● **PROBLEM**
From the entries below, list each line with "framed".

[DATASET — start]

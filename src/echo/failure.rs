use crate::http::plain_text;
use bytes::Bytes;
use http::{Response, StatusCode};

/// Per-request failures; `Display` is the exact body sent to the client
#[derive(Debug, Clone, Copy, PartialEq, Eq, thiserror::Error)]
pub enum EchoFailure {
    #[error("Error parsing sleep duration")]
    InvalidSleep,
    #[error("Invalid status code format")]
    InvalidStatusFormat,
    #[error("Invalid status code range")]
    StatusOutOfRange,
    #[error("Error reading request body")]
    BodyRead,
    #[error("Error marshalling request body")]
    Marshal,
    #[error("Error writing response")]
    WriteResponse,
}

impl EchoFailure {
    /// Status code this failure is answered with
    pub fn status_code(self) -> StatusCode {
        match self {
            EchoFailure::InvalidSleep | EchoFailure::InvalidStatusFormat => {
                StatusCode::BAD_REQUEST
            }
            EchoFailure::StatusOutOfRange => StatusCode::NOT_FOUND,
            EchoFailure::BodyRead | EchoFailure::Marshal | EchoFailure::WriteResponse => {
                StatusCode::INTERNAL_SERVER_ERROR
            }
        }
    }

    /// Whether the client caused it, as opposed to an I/O or internal fault
    pub fn is_client_error(self) -> bool {
        self.status_code().is_client_error()
    }

    pub fn into_response(self) -> Response<Bytes> {
        plain_text(self.status_code(), &self.to_string())
    }
}

#[cfg(test)]
mod tests {
    use super::*;

    #[test]
    fn test_failure_status_and_message() {
        let cases = [
            (EchoFailure::InvalidSleep, 400, "Error parsing sleep duration"),
            (EchoFailure::InvalidStatusFormat, 400, "Invalid status code format"),
            (EchoFailure::StatusOutOfRange, 404, "Invalid status code range"),
            (EchoFailure::BodyRead, 500, "Error reading request body"),
            (EchoFailure::Marshal, 500, "Error marshalling request body"),
            (EchoFailure::WriteResponse, 500, "Error writing response"),
        ];

        for (failure, status, message) in cases {
            let response = failure.into_response();
            assert_eq!(response.status().as_u16(), status);
            assert_eq!(response.body().as_ref(), message.as_bytes());
        }
    }

    #[test]
    fn test_client_errors() {
        assert!(EchoFailure::InvalidSleep.is_client_error());
        assert!(EchoFailure::StatusOutOfRange.is_client_error());
        assert!(!EchoFailure::BodyRead.is_client_error());
    }
}
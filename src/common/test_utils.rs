use crate::common::ServerConfig;
use crate::server::EchoServer;
use crate::Result;
use std::net::SocketAddr;
use tokio::task::JoinHandle;
use tokio_util::sync::CancellationToken;

/// A server running on an ephemeral loopback port, for integration tests
pub struct TestServer {
    /// Address the server is bound to
    pub addr: SocketAddr,
    /// Cancelling this token starts a graceful shutdown
    pub shutdown: CancellationToken,
    /// Resolves with the result of [`EchoServer::run`]
    pub handle: JoinHandle<Result<()>>,
}

impl TestServer {
    /// Triggers a graceful shutdown and waits for the server to stop
    pub async fn stop(self) -> Result<()> {
        self.shutdown.cancel();
        self.handle
            .await
            .map_err(|e| crate::EchoError::Config(format!("Server task failed: {e}")))?
    }
}

/// Spawns a server with default limits on `127.0.0.1:0`
pub async fn spawn_test_server() -> Result<TestServer> {
    spawn_test_server_with_config(ServerConfig::default()).await
}

/// Spawns a server with the given configuration, forcing a loopback ephemeral port
///
/// The listener is bound before this returns, so clients can connect
/// immediately without racing the server task.
pub async fn spawn_test_server_with_config(config: ServerConfig) -> Result<TestServer> {
    let config = config.with_bind_addr("127.0.0.1:0".parse().map_err(|e| {
        crate::EchoError::Config(format!("Invalid loopback address: {e}"))
    })?);

    let server = EchoServer::bind(config).await?;
    let addr = server.local_addr()?;
    let shutdown = server.shutdown_token();

    let handle = tokio::spawn(async move { server.run().await });

    Ok(TestServer {
        addr,
        shutdown,
        handle,
    })
}
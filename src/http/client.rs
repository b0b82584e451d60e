use super::error::HttpProtocolError;
use crate::{EchoError, Result};
use bytes::{Buf, Bytes, BytesMut};
use http::header::CONTENT_LENGTH;
use http::{HeaderMap, HeaderName, HeaderValue, StatusCode};
use serde::de::DeserializeOwned;
use std::net::SocketAddr;
use std::time::Duration;
use tokio::io::{AsyncReadExt, AsyncWriteExt};
use tokio::net::TcpStream;
use tokio::time::timeout;

/// A response as seen by [`HttpEchoClient`]
#[derive(Debug, Clone)]
pub struct ClientResponse {
    /// Interim (1xx) statuses received before the final response
    pub informational: Vec<StatusCode>,
    pub status: StatusCode,
    pub headers: HeaderMap,
    pub body: Bytes,
}

impl ClientResponse {
    /// Body decoded as UTF-8 (lossy)
    pub fn text(&self) -> String {
        String::from_utf8_lossy(&self.body).into_owned()
    }

    /// Body decoded as JSON
    pub fn json<T: DeserializeOwned>(&self) -> Result<T> {
        Ok(serde_json::from_slice(&self.body)?)
    }

    /// First value of a header, if it is valid UTF-8
    pub fn header(&self, name: &str) -> Option<&str> {
        self.headers.get(name).and_then(|value| value.to_str().ok())
    }
}

/// Minimal HTTP/1.1 client for driving the echo server in tests
///
/// Requests go out over one keep-alive connection. Responses are framed by
/// `Content-Length`, or by connection close when it is missing.
///
/// # Examples
///
/// ```no_run
/// use http_echo::http::HttpEchoClient;
///
/// #[tokio::main]
/// async fn main() -> Result<(), Box<dyn std::error::Error>> {
///     let mut client = HttpEchoClient::connect("127.0.0.1:8080".parse()?).await?;
///
///     let response = client.get("/foo?status=201").await?;
///     assert_eq!(response.status.as_u16(), 201);
///     Ok(())
/// }
/// ```
pub struct HttpEchoClient {
    stream: TcpStream,
    buffer: BytesMut,
    addr: SocketAddr,
    read_timeout: Duration,
}

impl HttpEchoClient {
    /// Connects to a server
    pub async fn connect(addr: SocketAddr) -> Result<Self> {
        let stream = timeout(Duration::from_secs(10), TcpStream::connect(addr))
            .await
            .map_err(|_| EchoError::Timeout("Connection timeout".to_string()))??;
        Ok(Self {
            stream,
            buffer: BytesMut::with_capacity(8192),
            addr,
            read_timeout: Duration::from_secs(30),
        })
    }

    /// Sets how long to wait for each chunk of a response
    pub fn with_read_timeout(mut self, read_timeout: Duration) -> Self {
        self.read_timeout = read_timeout;
        self
    }

    /// Sends a GET request with no body
    pub async fn get(&mut self, target: &str) -> Result<ClientResponse> {
        self.request("GET", target, &[], b"").await
    }

    /// Sends a request, adding `Host` and `Content-Length`, and reads the response
    pub async fn request(
        &mut self,
        method: &str,
        target: &str,
        headers: &[(&str, &str)],
        body: &[u8],
    ) -> Result<ClientResponse> {
        let mut raw = format!("{method} {target} HTTP/1.1\r\nHost: {}\r\n", self.addr);
        for (name, value) in headers {
            raw.push_str(&format!("{name}: {value}\r\n"));
        }
        let framed = headers.iter().any(|(name, _)| {
            name.eq_ignore_ascii_case("content-length")
                || name.eq_ignore_ascii_case("transfer-encoding")
        });
        if !framed && (!body.is_empty() || method != "GET") {
            raw.push_str(&format!("Content-Length: {}\r\n", body.len()));
        }
        raw.push_str("\r\n");

        let mut bytes = raw.into_bytes();
        bytes.extend_from_slice(body);
        self.send_raw(&bytes).await?;
        self.read_response(method == "HEAD").await
    }

    /// Writes bytes to the connection as-is
    pub async fn send_raw(&mut self, data: &[u8]) -> Result<()> {
        self.stream.write_all(data).await?;
        self.stream.flush().await?;
        Ok(())
    }

    /// Closes the write half, signalling end of request data
    pub async fn finish_sending(&mut self) -> Result<()> {
        self.stream.shutdown().await?;
        Ok(())
    }

    /// Reads interim responses and then one final response
    pub async fn read_response(&mut self, head_request: bool) -> Result<ClientResponse> {
        let mut informational = Vec::new();
        loop {
            let (status, headers) = self.read_head().await?;
            if status.is_informational() && status != StatusCode::SWITCHING_PROTOCOLS {
                informational.push(status);
                continue;
            }

            let bodiless = head_request
                || status == StatusCode::SWITCHING_PROTOCOLS
                || status == StatusCode::NO_CONTENT
                || status == StatusCode::NOT_MODIFIED;
            let body = if bodiless {
                Bytes::new()
            } else if let Some(length) = content_length(&headers)? {
                self.read_exact(length).await?
            } else {
                self.read_to_close().await?
            };

            return Ok(ClientResponse {
                informational,
                status,
                headers,
                body,
            });
        }
    }

    async fn read_head(&mut self) -> Result<(StatusCode, HeaderMap)> {
        loop {
            if !self.buffer.is_empty() {
                let mut headers = [httparse::EMPTY_HEADER; 64];
                let mut response = httparse::Response::new(&mut headers);
                match response.parse(&self.buffer) {
                    Ok(httparse::Status::Complete(parsed_len)) => {
                        let code = response.code.ok_or_else(|| {
                            HttpProtocolError::InvalidResponse("missing status code".to_string())
                        })?;
                        let status = StatusCode::from_u16(code).map_err(|e| {
                            HttpProtocolError::InvalidResponse(format!("status {code}: {e}"))
                        })?;
                        let mut map = HeaderMap::new();
                        for header in response.headers.iter() {
                            let name = HeaderName::from_bytes(header.name.as_bytes())
                                .map_err(|e| HttpProtocolError::InvalidResponse(e.to_string()))?;
                            let value = HeaderValue::from_bytes(header.value)
                                .map_err(|e| HttpProtocolError::InvalidResponse(e.to_string()))?;
                            map.append(name, value);
                        }
                        self.buffer.advance(parsed_len);
                        return Ok((status, map));
                    }
                    Ok(httparse::Status::Partial) => {}
                    Err(e) => {
                        return Err(HttpProtocolError::InvalidResponse(e.to_string()).into());
                    }
                }
            }

            if self.fill_buf().await? == 0 {
                return Err(HttpProtocolError::InvalidResponse(
                    "connection closed before response head".to_string(),
                )
                .into());
            }
        }
    }

    async fn read_exact(&mut self, length: usize) -> Result<Bytes> {
        while self.buffer.len() < length {
            if self.fill_buf().await? == 0 {
                return Err(HttpProtocolError::InvalidResponse(format!(
                    "body ended after {} of {length} bytes",
                    self.buffer.len()
                ))
                .into());
            }
        }
        Ok(self.buffer.split_to(length).freeze())
    }

    async fn read_to_close(&mut self) -> Result<Bytes> {
        while self.fill_buf().await? > 0 {}
        Ok(self.buffer.split().freeze())
    }

    async fn fill_buf(&mut self) -> Result<usize> {
        self.buffer.reserve(4096);
        timeout(self.read_timeout, self.stream.read_buf(&mut self.buffer))
            .await
            .map_err(|_| EchoError::Timeout("Read timeout".to_string()))?
            .map_err(EchoError::from)
    }
}

fn content_length(headers: &HeaderMap) -> Result<Option<usize>> {
    headers
        .get(CONTENT_LENGTH)
        .map(|value| {
            value
                .to_str()
                .ok()
                .and_then(|value| value.trim().parse::<usize>().ok())
                .ok_or_else(|| {
                    EchoError::from(HttpProtocolError::InvalidResponse(
                        "bad Content-Length".to_string(),
                    ))
                })
        })
        .transpose()
}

[DATASET — finish]

● **EXERCISE SOLUTION**
/// Requests go out over one keep-alive connection. Responses are framed by
        let framed = headers.iter().any(|(name, _)| {
        if !framed && (!body.is_empty() || method != "GET") {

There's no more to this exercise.